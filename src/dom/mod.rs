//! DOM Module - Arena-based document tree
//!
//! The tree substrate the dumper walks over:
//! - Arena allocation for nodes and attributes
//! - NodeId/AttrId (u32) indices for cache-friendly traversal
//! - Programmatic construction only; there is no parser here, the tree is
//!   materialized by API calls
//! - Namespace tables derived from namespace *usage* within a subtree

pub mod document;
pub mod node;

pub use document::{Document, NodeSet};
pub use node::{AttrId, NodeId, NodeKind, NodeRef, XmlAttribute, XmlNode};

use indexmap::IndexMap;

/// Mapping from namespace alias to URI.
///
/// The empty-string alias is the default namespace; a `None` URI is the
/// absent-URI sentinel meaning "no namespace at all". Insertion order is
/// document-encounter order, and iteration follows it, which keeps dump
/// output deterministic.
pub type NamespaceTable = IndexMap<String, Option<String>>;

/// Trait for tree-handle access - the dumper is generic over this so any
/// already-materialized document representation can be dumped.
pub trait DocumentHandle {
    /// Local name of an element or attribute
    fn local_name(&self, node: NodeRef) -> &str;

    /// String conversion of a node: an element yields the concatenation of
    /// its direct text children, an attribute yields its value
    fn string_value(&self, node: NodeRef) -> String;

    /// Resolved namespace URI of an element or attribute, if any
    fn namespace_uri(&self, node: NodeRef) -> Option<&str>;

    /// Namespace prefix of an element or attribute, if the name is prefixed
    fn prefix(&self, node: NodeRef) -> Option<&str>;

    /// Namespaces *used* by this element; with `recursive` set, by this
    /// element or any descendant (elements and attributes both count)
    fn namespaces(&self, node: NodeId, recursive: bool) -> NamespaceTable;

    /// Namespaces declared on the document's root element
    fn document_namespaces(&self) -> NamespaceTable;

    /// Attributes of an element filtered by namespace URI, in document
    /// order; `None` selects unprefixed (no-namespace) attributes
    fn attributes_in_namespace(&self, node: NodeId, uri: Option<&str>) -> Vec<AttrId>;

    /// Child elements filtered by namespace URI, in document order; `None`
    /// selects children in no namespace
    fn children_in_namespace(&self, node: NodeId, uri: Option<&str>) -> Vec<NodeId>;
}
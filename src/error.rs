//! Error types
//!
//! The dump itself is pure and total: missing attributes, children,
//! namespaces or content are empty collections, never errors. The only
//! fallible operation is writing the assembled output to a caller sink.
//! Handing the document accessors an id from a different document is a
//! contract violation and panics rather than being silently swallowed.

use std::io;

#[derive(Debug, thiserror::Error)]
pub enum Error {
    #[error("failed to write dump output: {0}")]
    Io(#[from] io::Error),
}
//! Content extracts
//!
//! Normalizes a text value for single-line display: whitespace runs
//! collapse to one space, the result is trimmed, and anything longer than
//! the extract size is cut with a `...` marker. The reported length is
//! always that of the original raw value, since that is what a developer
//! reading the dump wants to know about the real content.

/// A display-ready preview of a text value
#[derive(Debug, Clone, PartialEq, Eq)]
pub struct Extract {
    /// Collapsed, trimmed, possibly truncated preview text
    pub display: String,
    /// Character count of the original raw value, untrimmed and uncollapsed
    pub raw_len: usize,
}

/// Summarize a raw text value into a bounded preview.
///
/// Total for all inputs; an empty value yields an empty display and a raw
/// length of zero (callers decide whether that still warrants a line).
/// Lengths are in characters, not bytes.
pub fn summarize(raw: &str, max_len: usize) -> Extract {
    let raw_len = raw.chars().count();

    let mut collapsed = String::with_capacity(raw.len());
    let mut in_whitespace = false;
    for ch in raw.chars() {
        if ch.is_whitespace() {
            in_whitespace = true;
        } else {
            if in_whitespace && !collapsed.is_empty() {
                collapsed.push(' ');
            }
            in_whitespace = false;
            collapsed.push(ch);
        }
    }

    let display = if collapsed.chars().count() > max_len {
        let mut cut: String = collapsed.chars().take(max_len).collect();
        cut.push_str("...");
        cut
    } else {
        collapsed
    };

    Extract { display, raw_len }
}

■ ■ ■

• **Directions for this task**: The whole listing above, line by line, is to be retyped exactly.

• **Answer section**:
filename src/dom/mod.rs
//! DOM Module - Arena-based document tree
//!
//! The tree substrate the dumper walks over:
//! - Arena allocation for nodes and attributes
//! - NodeId/AttrId (u32) indices for cache-friendly traversal
//! - Programmatic construction only; there is no parser here, the tree is
//!   materialized by API calls
//! - Namespace tables derived from namespace *usage* within a subtree

pub mod document;
pub mod node;

pub use document::{Document, NodeSet};
pub use node::{AttrId, NodeId, NodeKind, NodeRef, XmlAttribute, XmlNode};

use indexmap::IndexMap;

/// Mapping from namespace alias to URI.
///
/// The empty-string alias is the default namespace; a `None` URI is the
/// absent-URI sentinel meaning "no namespace at all". Insertion order is
/// document-encounter order, and iteration follows it, which keeps dump
/// output deterministic.
pub type NamespaceTable = IndexMap<String, Option<String>>;

/// Trait for tree-handle access - the dumper is generic over this so any
/// already-materialized document representation can be dumped.
pub trait DocumentHandle {
    /// Local name of an element or attribute
    fn local_name(&self, node: NodeRef) -> &str;

    /// String conversion of a node: an element yields the concatenation of
    /// its direct text children, an attribute yields its value
    fn string_value(&self, node: NodeRef) -> String;

    /// Resolved namespace URI of an element or attribute, if any
    fn namespace_uri(&self, node: NodeRef) -> Option<&str>;

    /// Namespace prefix of an element or attribute, if the name is prefixed
    fn prefix(&self, node: NodeRef) -> Option<&str>;

    /// Namespaces *used* by this element; with `recursive` set, by this
    /// element or any descendant (elements and attributes both count)
    fn namespaces(&self, node: NodeId, recursive: bool) -> NamespaceTable;

    /// Namespaces declared on the document's root element
    fn document_namespaces(&self) -> NamespaceTable;

    /// Attributes of an element filtered by namespace URI, in document
    /// order; `None` selects unprefixed (no-namespace) attributes
    fn attributes_in_namespace(&self, node: NodeId, uri: Option<&str>) -> Vec<AttrId>;

    /// Child elements filtered by namespace URI, in document order; `None`
    /// selects children in no namespace
    fn children_in_namespace(&self, node: NodeId, uri: Option<&str>) -> Vec<NodeId>;
}
filename src/error.rs
//! Error types
//!
//! The dump itself is pure and total: missing attributes, children,
//! namespaces or content are empty collections, never errors. The only
//! fallible operation is writing the assembled output to a caller sink.
//! Handing the document accessors an id from a different document is a
//! contract violation and panics rather than being silently swallowed.

use std::io;

#[derive(Debug, thiserror::Error)]
pub enum Error {
    #[error("failed to write dump output: {0}")]
    Io(#[from] io::Error),
}
//! Content extracts
//!
//! Normalizes a text value for single-line display: whitespace runs
//! collapse to one space, the result is trimmed, and anything longer than
//! the extract size is cut with a `...` marker. The reported length is
//! always that of the original raw value, since that is what a developer
//! reading the dump wants to know about the real content.

/// A display-ready preview of a text value
#[derive(Debug, Clone, PartialEq, Eq)]
pub struct Extract {
    /// Collapsed, trimmed, possibly truncated preview text
    pub display: String,
    /// Character count of the original raw value, untrimmed and uncollapsed
    pub raw_len: usize,
}

/// Summarize a raw text value into a bounded preview.
///
/// Total for all inputs; an empty value yields an empty display and a raw
/// length of zero (callers decide whether that still warrants a line).
/// Lengths are in characters, not bytes.
pub fn summarize(raw: &str, max_len: usize) -> Extract {
    let raw_len = raw.chars().count();

    let mut collapsed = String::with_capacity(raw.len());
    let mut in_whitespace = false;
    for ch in raw.chars() {
        if ch.is_whitespace() {
            in_whitespace = true;
        } else {
            if in_whitespace && !collapsed.is_empty() {
                collapsed.push(' ');
            }
            in_whitespace = false;
            collapsed.push(ch);
        }
    }

    let display = if collapsed.chars().count() > max_len {
        let mut cut: String = collapsed.chars().take(max_len).collect();
        cut.push_str("...");
        cut
    } else {
        collapsed
    };

    Extract { display, raw_len }
}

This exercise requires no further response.